Les Canots de Pêche Polyvalents (Période Non Spécifiée)
Un type de canot de pêche, de 5 à 6 mètres, utilisait un système voile-aviron. Il était caractérisé par un seul mât de misaine, plus un mât de tape-cul mobile, fixé sur le tableau arrière avec arc-boutant, et sur l'avant un bout-dehors coulissant avec un foc. Une autre configuration consistait en une barque avec un mât central et un mât de beaupré, et pour certains un mât de tape-cul fixé sur le tableau arrière. Les voiles auriques, flèche, trinquette, foc, (gréement cotre) étaient courantes. Ce type était nommé par les marins locaux ainsi que dans certains ports bretons : un sloop. Toutefois, il est important de noter que le sloop n'ayant pas de bout-dehors, cette dénomination est ancienne et fut conservée et transmise par nos anciens marins, créant une distinction entre le terme local et la classification nautique moderne.

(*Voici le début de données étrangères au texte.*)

//! Message Catalog
//!
//! Maps rule names to human-readable templates. Templates may reference
//! `{field}` (the field label) and `{param}` (the failing rule's parameter).
//! A `default` template covers rules without their own entry.

use crate::outcome::RuleOutcome;
use serde::{Deserialize, Serialize};
use std::collections::HashMap;

/// Template key used when a rule has no template of its own
pub const DEFAULT_TEMPLATE: &str = "default";

const ENGLISH: [(&str, &str); 24] = [
    (DEFAULT_TEMPLATE, "{field} is invalid"),
    ("required", "{field} is required"),
    ("required_with", "{field} is required when {param} is present"),
    ("required_without", "{field} is required when {param} is missing"),
    ("eq", "{field} must equal {param}"),
    ("ne", "{field} must not equal {param}"),
    ("lt", "{field} must be less than {param}"),
    ("lte", "{field} must be at most {param}"),
    ("gt", "{field} must be greater than {param}"),
    ("gte", "{field} must be at least {param}"),
    ("eqfield", "{field} must match {param}"),
    ("nefield", "{field} must differ from {param}"),
    ("len", "{field} must be exactly {param} long"),
    ("min", "{field} must be at least {param}"),
    ("max", "{field} must be at most {param}"),
    ("min_letters", "{field} needs at least {param} letters"),
    ("min_uppercase", "{field} needs at least {param} uppercase letters"),
    ("min_digits", "{field} needs at least {param} digits"),
    ("min_symbols", "{field} needs at least {param} symbols"),
    ("email", "{field} must be a valid email address"),
    ("url", "{field} must be a valid URL"),
    ("oneof", "{field} must be one of {param}"),
    ("datetime", "{field} must be a valid date"),
    ("ext", "{field} must have one of the extensions {param}"),
];

/// Rule name to message template map
#[derive(Debug, Clone, Default, PartialEq, Eq, Serialize, Deserialize)]
#[serde(transparent)]
pub struct MessageCatalog {
    templates: HashMap<String, String>,
}

impl MessageCatalog {
    /// Empty catalog; renders nothing until templates are added
    pub fn new() -> Self {
        Self::default()
    }

    /// Built-in English templates
    pub fn english() -> Self {
        ENGLISH
            .into_iter()
            .fold(Self::new(), |catalog, (rule, template)| {
                catalog.with_template(rule, template)
            })
    }

    /// Add or replace the template for `rule`
    #[must_use]
    pub fn with_template(mut self, rule: impl Into<String>, template: impl Into<String>) -> Self {
        self.templates.insert(rule.into(), template.into());
        self
    }

    pub fn template(&self, rule: &str) -> Option<&str> {
        self.templates
            .get(rule)
            .or_else(|| self.templates.get(DEFAULT_TEMPLATE))
            .map(String::as_str)
    }

    /// Message for a failed outcome, `None` for valid outcomes or when no
    /// template applies
    pub fn render(&self, outcome: &RuleOutcome, label: &str) -> Option<String> {
        let rule = outcome.failed()?;
        let template = self.template(rule)?;
        Some(
            template
                .replace("{field}", label)
                .replace("{param}", outcome.param().unwrap_or_default()),
        )
    }
}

Un exemple tragique de la vie des pêcheurs de l'époque est l'historique de l'Aimable Cécile, construit en 1839 à Paimboeuf pour l'armateur Tardif, avec le patron Marchesse, le matelot Biclet et le mousse Demoire. L'Aimable Cécile se perdit en 1862 au retour de pêche dans la brume, il s'échoua sur la roche le Norégu, le bateau défonça. Le patron Carou, son matelot Ménoret et le mousse périrent dans ce naufrage, rappelant les dangers inhérents à la profession. Un autre exemple est le LS 1401 Nom ÉLISE, jauge 24Tx46, inscrit aux Sables d'Olonne le 15/9/1886, qui coula par voie d'eau le 29/7/1907 (sources données par Mr. [nom omis]). Le gréement de ce type de bateau comprenait 2 mâts avec haubans, un mât de misaine sur l'avant et un mât central d'artimon fortement incliné vers l'arrière. Les voiles, de misaine comme d'artimon, étaient au tiers surmontées d'un seul hunier.